Raudo levantóse y vio por la abierta ventana
La noble familia del conde en su fastuoso vehículo inmóvil…
Y junto a ellos el párroco con sus hijos y yernos y nueras.
Un «¡bravo!» más, muy alto, y el sacristán, reverenciante, acercóse.
Y en un instante sintió disolverse en el aire su fuerte amargura;
La vida sonrióle; por un momento gozó a fondo la victoria del arte;
Encendido había sentidos y corazón y forzado a los grandes a escucharle.
Y ahora volvióse, una mano cayó sobre su hombro;
Allí estaba su esposa, hondamente afectada por la gloria que haló a su marido,
No sabía qué cara ponerle, de que gestos ungirle;
Cogió de su esposo la mano, suavemente, con fuerza apretóla,
Feliz de encontrar nuevamente al mismo que perdido creía…

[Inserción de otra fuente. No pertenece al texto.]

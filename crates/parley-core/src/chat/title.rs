//! Conversation title generation via LLM.
//!
//! `summarize_title` turns the first user message into a short title. It never
//! fails: any provider error or unusable reply falls back to a truncation of
//! the message itself.

use parley_types::conversation::{MAX_TITLE_CHARS, truncate_chars};
use parley_types::llm::{CompletionRequest, PromptMessage};
use tracing::warn;

use super::gateway::CompletionGateway;

/// Characters of the first message kept by the fallback title.
pub const FALLBACK_TITLE_CHARS: usize = 40;

/// Generate a title for a conversation from its first user message.
#[tracing::instrument(
    name = "summarize_title",
    skip(gateway, first_message),
    fields(model = %gateway.options().model)
)]
pub async fn summarize_title(gateway: &CompletionGateway, first_message: &str) -> String {
    let options = gateway.options();
    let request = CompletionRequest {
        model: options.model.clone(),
        messages: vec![PromptMessage::user(title_prompt(first_message))],
        system: None,
        max_tokens: options.title_max_tokens,
        temperature: Some(options.title_temperature),
    };

    match gateway.send(&request).await {
        Ok(response) => match clean_title(&response.content) {
            Some(title) => title,
            None => {
                warn!("Title generation returned an empty title, using fallback");
                fallback_title(first_message)
            }
        },
        Err(e) => {
            warn!(error = %e, "Title generation failed, using fallback");
            fallback_title(first_message)
        }
    }
}

fn title_prompt(first_message: &str) -> String {
    format!(
        "Generate a short, concise title (max 6 words) for a conversation that starts with: \
         \"{first_message}\". Only respond with the title, nothing else."
    )
}

/// First line of the reply, without surrounding quotes, capped to the title bound.
fn clean_title(raw: &str) -> Option<String> {
    let line = raw.trim().lines().next().unwrap_or_default();
    let title = line
        .trim()
        .trim_matches(|c| matches!(c, '"' | '\'' | '`' | '\u{201c}' | '\u{201d}'))
        .trim();
    if title.is_empty() {
        return None;
    }
    Some(truncate_chars(title, MAX_TITLE_CHARS).trim_end().to_string())
}

/// Deterministic title: the first 40 characters, plus `...` when cut.
pub fn fallback_title(first_message: &str) -> String {
    if first_message.chars().count() > FALLBACK_TITLE_CHARS {
        format!("{}...", truncate_chars(first_message, FALLBACK_TITLE_CHARS))
    } else {
        first_message.to_string()
    }
}
//! Conversation management service.
//!
//! Soft-deleted conversations are invisible to reads (`get`, `soft_delete`
//! answer NotFound) and reject edits with `ConversationInactive`. Ownership is
//! checked before activity, so another user's conversation always answers
//! Forbidden regardless of its state.

use parley_types::conversation::{Conversation, validate_title};
use parley_types::error::{ChatError, RepositoryError, Resource};
use parley_types::id::{ConversationId, UserId};
use tracing::info;

use crate::auth::guard::authorize;
use crate::repository::conversation::ConversationRepository;

pub struct ConversationService<C: ConversationRepository> {
    repo: C,
}

impl<C: ConversationRepository> ConversationService<C> {
    pub fn new(repo: C) -> Self {
        Self { repo }
    }

    /// Access the conversation repository.
    pub fn repo(&self) -> &C {
        &self.repo
    }

    /// Start an empty conversation owned by `caller`.
    pub async fn create(
        &self,
        caller: &UserId,
        title: Option<&str>,
    ) -> Result<Conversation, ChatError> {
        let title = title.map(validate_title).transpose()?;
        let conversation = self.repo.create(&Conversation::new(*caller, title)).await?;
        info!(conversation_id = %conversation.id, user_id = %caller, "Conversation created");
        Ok(conversation)
    }

    /// The caller's active conversations, most recently updated first.
    pub async fn list(&self, caller: &UserId) -> Result<Vec<Conversation>, ChatError> {
        Ok(self.repo.list_active_for_owner(caller).await?)
    }

    pub async fn get(
        &self,
        caller: &UserId,
        id: &ConversationId,
    ) -> Result<Conversation, ChatError> {
        let conversation = self.load_owned(caller, id).await?;
        if !conversation.is_active {
            return Err(ChatError::NotFound(Resource::Conversation));
        }
        Ok(conversation)
    }

    pub async fn rename(
        &self,
        caller: &UserId,
        id: &ConversationId,
        title: &str,
    ) -> Result<Conversation, ChatError> {
        let conversation = self.load_owned(caller, id).await?;
        if !conversation.is_active {
            return Err(ChatError::ConversationInactive);
        }
        let title = validate_title(title)?;
        let renamed = self.repo.rename(id, &title).await?;
        info!(conversation_id = %id, "Conversation renamed");
        Ok(renamed)
    }

    /// Mark the conversation inactive. Messages are kept.
    pub async fn soft_delete(&self, caller: &UserId, id: &ConversationId) -> Result<(), ChatError> {
        let conversation = self.load_owned(caller, id).await?;
        if !conversation.is_active {
            return Err(ChatError::NotFound(Resource::Conversation));
        }
        self.repo.soft_delete(id).await.map_err(|e| match e {
            RepositoryError::NotFound => ChatError::NotFound(Resource::Conversation),
            other => other.into(),
        })?;
        info!(conversation_id = %id, "Conversation soft-deleted");
        Ok(())
    }

    async fn load_owned(
        &self,
        caller: &UserId,
        id: &ConversationId,
    ) -> Result<Conversation, ChatError> {
        let conversation = self
            .repo
            .get(id)
            .await?
            .ok_or(ChatError::NotFound(Resource::Conversation))?;
        authorize(caller, Some(&conversation.owner_id), Resource::Conversation)?;
        Ok(conversation)
    }
}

Ambos contentos cual niños, admirando el piano nuevo,
Fruto de años de sacrificios, una fuerza que ha entrado en la casa.
Y al tiempo irradiante ímpetu, exhalante luz sobre el hogar,
Iluminando los muebles precarios y elevando los nimios.
A un ademán entran raudos los niños y enseguida cundió la alegría
Más alta que nunca, hasta el techo, en la pobre casa del sacristán.